While the plants are still reasonable small you will be able to get away with having them planted in the ground while still in their pots. This will make it much easier - come late autumn/early winter - to lift and store in a frost free area. However there will be a time when its size makes this is no longer practical and the plant will need to be protected where it stands.
A tried and tested method of protection is to lag it with straw. To begin with, you will need to remove any dying or frost damaged leaves, as these can be a point of entry for fungal rots once the stem has been wrapped. The next thing to do is to create a large ring of chicken wire or heavy duty mesh around the stem - with the stem acting as the centre. Securely join the ends of the mesh together, then back fill with heaps of dry straw - compacting it well. Make sure that the entire plant is protected and leave no gaps with can allow the cold and wet to get in. Secure the mesh/wire to the ground and to the plant (making sure the plant isn't damaged), so that your good work isn't destroyed by unfavourable weather.
This protection can be removed come April or May, making sure that the threat of frosts are over before you do so.

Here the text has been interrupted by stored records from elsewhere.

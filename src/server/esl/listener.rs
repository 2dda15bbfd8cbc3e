//! Outbound connection acceptor
//!
//! One task per accepted connection; a semaphore caps how many run at once.

use std::net::SocketAddr;
use std::sync::Arc;
use std::time::Duration;

use serde::Serialize;
use tokio::net::{TcpListener, TcpStream};
use tokio::sync::{OwnedSemaphorePermit, Semaphore};
use tokio_util::sync::CancellationToken;
use tracing::Instrument;
use uuid::Uuid;

use super::connection::EslConnection;
use super::EslError;
use crate::server::call::{CallSession, CallSettings};
use crate::server::config::ServerConfig;
use crate::server::routing::RoutingTable;
use crate::server::stats::ServerStats;

/// Pause after a failed accept so a persistent error does not spin the loop
const ACCEPT_BACKOFF: Duration = Duration::from_millis(100);

/// What to do with a connection when every slot is taken
#[derive(Debug, Clone, Copy, PartialEq, Eq, Default, Serialize)]
#[serde(rename_all = "lowercase")]
pub enum OverflowPolicy {
    /// Stop accepting until a slot frees up; the kernel backlog holds the rest
    #[default]
    Queue,
    /// Accept and close immediately
    Refuse,
}

impl std::str::FromStr for OverflowPolicy {
    type Err = String;

    fn from_str(s: &str) -> Result<Self, Self::Err> {
        match s.trim().to_lowercase().as_str() {
            "queue" => Ok(OverflowPolicy::Queue),
            "refuse" => Ok(OverflowPolicy::Refuse),
            other => Err(format!("expected queue or refuse, got {}", other)),
        }
    }
}

impl std::fmt::Display for OverflowPolicy {
    fn fmt(&self, f: &mut std::fmt::Formatter<'_>) -> std::fmt::Result {
        match self {
            OverflowPolicy::Queue => write!(f, "queue"),
            OverflowPolicy::Refuse => write!(f, "refuse"),
        }
    }
}

/// Holds a concurrency slot and the active count for one session
struct ActiveSession {
    stats: Arc<ServerStats>,
    _permit: OwnedSemaphorePermit,
}

impl ActiveSession {
    fn new(stats: Arc<ServerStats>, permit: OwnedSemaphorePermit) -> Self {
        stats.session_started();
        Self {
            stats,
            _permit: permit,
        }
    }
}

impl Drop for ActiveSession {
    fn drop(&mut self) {
        self.stats.session_finished();
    }
}

/// Accepts media engine connections and runs a call session for each
pub struct OutboundServer {
    bind_addr: String,
    max_connections: usize,
    overflow: OverflowPolicy,
    io_timeout: Duration,
    shutdown_drain: Duration,
    settings: CallSettings,
    routes: Arc<RoutingTable>,
    stats: Arc<ServerStats>,
    shutdown: CancellationToken,
}

impl OutboundServer {
    pub fn new(
        config: &ServerConfig,
        routes: Arc<RoutingTable>,
        stats: Arc<ServerStats>,
        shutdown: CancellationToken,
    ) -> Self {
        Self {
            bind_addr: config.listen_addr(),
            max_connections: config.max_connections,
            overflow: config.overflow_policy,
            io_timeout: config.command_timeout,
            shutdown_drain: config.shutdown_drain,
            settings: config.call_settings(),
            routes,
            stats,
            shutdown,
        }
    }

    pub async fn bind(&self) -> Result<TcpListener, EslError> {
        TcpListener::bind(&self.bind_addr)
            .await
            .map_err(|source| EslError::Bind {
                addr: self.bind_addr.clone(),
                source,
            })
    }

    /// Bind and serve until shutdown. Only a bind failure returns an error.
    pub async fn listen(self) -> Result<(), EslError> {
        let listener = self.bind().await?;
        self.serve(listener).await;
        Ok(())
    }

    /// Accept loop over an already bound listener
    pub async fn serve(self, listener: TcpListener) {
        let semaphore = Arc::new(Semaphore::new(self.max_connections));
        let local = listener
            .local_addr()
            .map(|a| a.to_string())
            .unwrap_or_else(|_| self.bind_addr.clone());
        tracing::info!(
            "Outbound server listening on {} (max {} calls, overflow: {})",
            local,
            self.max_connections,
            self.overflow
        );

        loop {
            let queued_permit = match self.overflow {
                OverflowPolicy::Queue => tokio::select! {
                    _ = self.shutdown.cancelled() => break,
                    permit = semaphore.clone().acquire_owned() => match permit {
                        Ok(permit) => Some(permit),
                        Err(_) => break,
                    },
                },
                OverflowPolicy::Refuse => None,
            };

            let (stream, peer) = tokio::select! {
                _ = self.shutdown.cancelled() => break,
                accepted = listener.accept() => match accepted {
                    Ok(pair) => pair,
                    Err(e) => {
                        tracing::warn!("Accept failed: {}", e);
                        tokio::time::sleep(ACCEPT_BACKOFF).await;
                        continue;
                    }
                },
            };

            let permit = match queued_permit {
                Some(permit) => permit,
                None => match semaphore.clone().try_acquire_owned() {
                    Ok(permit) => permit,
                    Err(_) => {
                        self.stats.record_refused();
                        tracing::warn!(
                            "Refusing connection from {}: {} calls in progress",
                            peer,
                            self.max_connections
                        );
                        drop(stream);
                        continue;
                    }
                },
            };

            let guard = ActiveSession::new(self.stats.clone(), permit);
            tokio::spawn(handle_connection(
                stream,
                peer,
                guard,
                self.routes.clone(),
                self.settings.clone(),
                self.io_timeout,
            ));
        }

        drop(listener);
        self.drain(&semaphore).await;
    }

    /// Wait for calls in progress to release their slots
    async fn drain(&self, semaphore: &Semaphore) {
        let active = self.stats.active();
        if active == 0 {
            tracing::info!("Outbound server stopped");
            return;
        }

        tracing::info!(
            "Waiting up to {:?} for {} calls in progress",
            self.shutdown_drain,
            active
        );
        let all = self.max_connections as u32;
        match tokio::time::timeout(self.shutdown_drain, semaphore.acquire_many(all)).await {
            Ok(_) => tracing::info!("All calls finished, outbound server stopped"),
            Err(_) => tracing::warn!(
                "Abandoning {} calls still in progress",
                self.stats.active()
            ),
        }
    }
}

async fn handle_connection(
    stream: TcpStream,
    peer: SocketAddr,
    guard: ActiveSession,
    routes: Arc<RoutingTable>,
    settings: CallSettings,
    io_timeout: Duration,
) {
    let conn_id = Uuid::new_v4();
    let span = tracing::info_span!("call", %conn_id, %peer);

    async move {
        tracing::info!("New media engine connection");
        if let Err(e) = stream.set_nodelay(true) {
            tracing::debug!("TCP_NODELAY: {}", e);
        }

        let stats = guard.stats.clone();
        let (conn, channel_data) = match EslConnection::connect(stream, io_timeout).await {
            Ok(pair) => pair,
            Err(e) => {
                stats.record_handshake_failure();
                tracing::warn!("Handshake failed, dropping connection: {}", e);
                return;
            }
        };

        let outcome = CallSession::new(conn, &channel_data, routes, settings, stats)
            .run()
            .await;
        tracing::info!(
            "Call {} finished in {}: {:?}",
            outcome.call_id,
            outcome.final_state(),
            outcome.disposition
        );
        drop(guard);
    }
    .instrument(span)
    .await
}
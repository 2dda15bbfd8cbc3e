//! Server configuration
//!
//! Read from environment variables (a `.env` file is loaded first by `main`).

use std::time::Duration;

use serde::Serialize;
use thiserror::Error;

use super::call::CallSettings;
use super::esl::{constants::COMMAND_TIMEOUT_SECS, OverflowPolicy};
use super::routing::{RoutingError, RoutingTable};

#[derive(Error, Debug)]
pub enum ConfigError {
    #[error("Invalid value for {name}: {value:?} ({reason})")]
    Invalid {
        name: &'static str,
        value: String,
        reason: String,
    },

    #[error("Routing table: {0}")]
    Routes(#[from] RoutingError),
}

/// Host and port checked by the health endpoint
#[derive(Debug, Clone, PartialEq, Eq, Serialize)]
pub struct ProbeTarget {
    pub host: String,
    pub port: u16,
}

impl std::fmt::Display for ProbeTarget {
    fn fmt(&self, f: &mut std::fmt::Formatter<'_>) -> std::fmt::Result {
        write!(f, "{}:{}", self.host, self.port)
    }
}

#[derive(Debug, Clone)]
pub struct ServerConfig {
    /// Address the outbound listener binds to
    pub bind_address: String,

    /// Port the media engine connects to
    pub bind_port: u16,

    /// Calls handled at once
    pub max_connections: usize,

    /// What happens to connections beyond `max_connections`
    pub overflow_policy: OverflowPolicy,

    /// Bound on each read from a control connection
    pub command_timeout: Duration,

    /// Pause between answer and bridge
    pub answer_grace: Duration,

    /// How long shutdown waits for calls in progress
    pub shutdown_drain: Duration,

    /// Health endpoint port, 0 disables it
    pub health_port: u16,

    /// JSON routing table; built-in table when unset
    pub routes_file: Option<String>,

    /// Media engine control port to probe from the health endpoint
    pub freeswitch: Option<ProbeTarget>,

    /// Relational store to probe from the health endpoint
    pub database_url: Option<String>,
}

impl Default for ServerConfig {
    fn default() -> Self {
        Self {
            bind_address: "0.0.0.0".to_string(),
            bind_port: 5002,
            max_connections: 10,
            overflow_policy: OverflowPolicy::Queue,
            command_timeout: Duration::from_secs(COMMAND_TIMEOUT_SECS),
            answer_grace: Duration::from_millis(500),
            shutdown_drain: Duration::from_secs(10),
            health_port: 5001,
            routes_file: None,
            freeswitch: None,
            database_url: None,
        }
    }
}

impl ServerConfig {
    /// Create config from environment variables
    pub fn from_env() -> Result<Self, ConfigError> {
        Self::from_lookup(|name| std::env::var(name).ok())
    }

    /// Create config from any variable source
    pub fn from_lookup<F>(lookup: F) -> Result<Self, ConfigError>
    where
        F: Fn(&str) -> Option<String>,
    {
        let defaults = Self::default();
        let var = |name: &str| lookup(name).filter(|v| !v.trim().is_empty());

        let overflow_policy = match var("ESL_OVERFLOW_POLICY") {
            Some(value) => value.parse::<OverflowPolicy>().map_err(|reason| ConfigError::Invalid {
                name: "ESL_OVERFLOW_POLICY",
                value,
                reason,
            })?,
            None => defaults.overflow_policy,
        };

        let freeswitch = match var("FS_HOST") {
            Some(host) => Some(ProbeTarget {
                host,
                port: parse_var(&var, "FS_PORT", 8021)?,
            }),
            None => None,
        };

        let config = Self {
            bind_address: var("ESL_BIND_ADDRESS").unwrap_or(defaults.bind_address),
            bind_port: parse_var(&var, "ESL_BIND_PORT", defaults.bind_port)?,
            max_connections: parse_var(&var, "ESL_MAX_CONNECTIONS", defaults.max_connections)?,
            overflow_policy,
            command_timeout: Duration::from_secs(parse_var(
                &var,
                "ESL_COMMAND_TIMEOUT_SECS",
                COMMAND_TIMEOUT_SECS,
            )?),
            answer_grace: Duration::from_millis(parse_var(&var, "ESL_ANSWER_GRACE_MS", 500)?),
            shutdown_drain: Duration::from_secs(parse_var(&var, "SHUTDOWN_DRAIN_SECS", 10)?),
            health_port: parse_var(&var, "HEALTH_PORT", defaults.health_port)?,
            routes_file: var("ROUTES_FILE"),
            freeswitch,
            database_url: var("DATABASE_URL"),
        };

        config.validate()?;
        Ok(config)
    }

    /// Validate configuration
    pub fn validate(&self) -> Result<(), ConfigError> {
        if self.max_connections == 0 {
            return Err(ConfigError::Invalid {
                name: "ESL_MAX_CONNECTIONS",
                value: "0".to_string(),
                reason: "at least one connection is required".to_string(),
            });
        }
        if self.max_connections > (u32::MAX as usize).min(tokio::sync::Semaphore::MAX_PERMITS) {
            return Err(ConfigError::Invalid {
                name: "ESL_MAX_CONNECTIONS",
                value: self.max_connections.to_string(),
                reason: "too large".to_string(),
            });
        }
        if self.command_timeout.is_zero() {
            return Err(ConfigError::Invalid {
                name: "ESL_COMMAND_TIMEOUT_SECS",
                value: "0".to_string(),
                reason: "a zero timeout fails every command".to_string(),
            });
        }
        if self.health_port != 0 && self.health_port == self.bind_port {
            return Err(ConfigError::Invalid {
                name: "HEALTH_PORT",
                value: self.health_port.to_string(),
                reason: "must differ from ESL_BIND_PORT".to_string(),
            });
        }
        Ok(())
    }

    /// `address:port` of the outbound listener
    pub fn listen_addr(&self) -> String {
        format!("{}:{}", self.bind_address, self.bind_port)
    }

    pub fn call_settings(&self) -> CallSettings {
        CallSettings {
            answer_grace: self.answer_grace,
            ..CallSettings::default()
        }
    }

    /// Load the configured routing table, or the built-in one
    pub fn load_routes(&self) -> Result<RoutingTable, ConfigError> {
        match &self.routes_file {
            Some(path) => Ok(RoutingTable::from_file(path)?),
            None => Ok(RoutingTable::builtin()),
        }
    }
}

fn parse_var<T, F>(var: &F, name: &'static str, default: T) -> Result<T, ConfigError>
where
    T: std::str::FromStr,
    T::Err: std::fmt::Display,
    F: Fn(&str) -> Option<String>,
{
    match var(name) {
        Some(value) => value.trim().parse().map_err(|e: T::Err| ConfigError::Invalid {
            name,
            reason: e.to_string(),
            value,
        }),
        None => Ok(default),
    }
}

If you only suffer from mild winters, you may be able to get away with a simple wrapping of large-bubble bubble wrap. You can bubble wrap the trunks in late October, and this can be left on until the end of March. Don't worry about protecting the leaves, because even if they get knocked back by a hard frost they will still grow back once the weather improves.
Try not over-winter in water-logged conditions as the root system can be prone to rot, and stop feeding at the same time you stop watering. One more thing, Musa basjoo is considerably hardier than it cousin Ensete ventricosa so protect accordingly.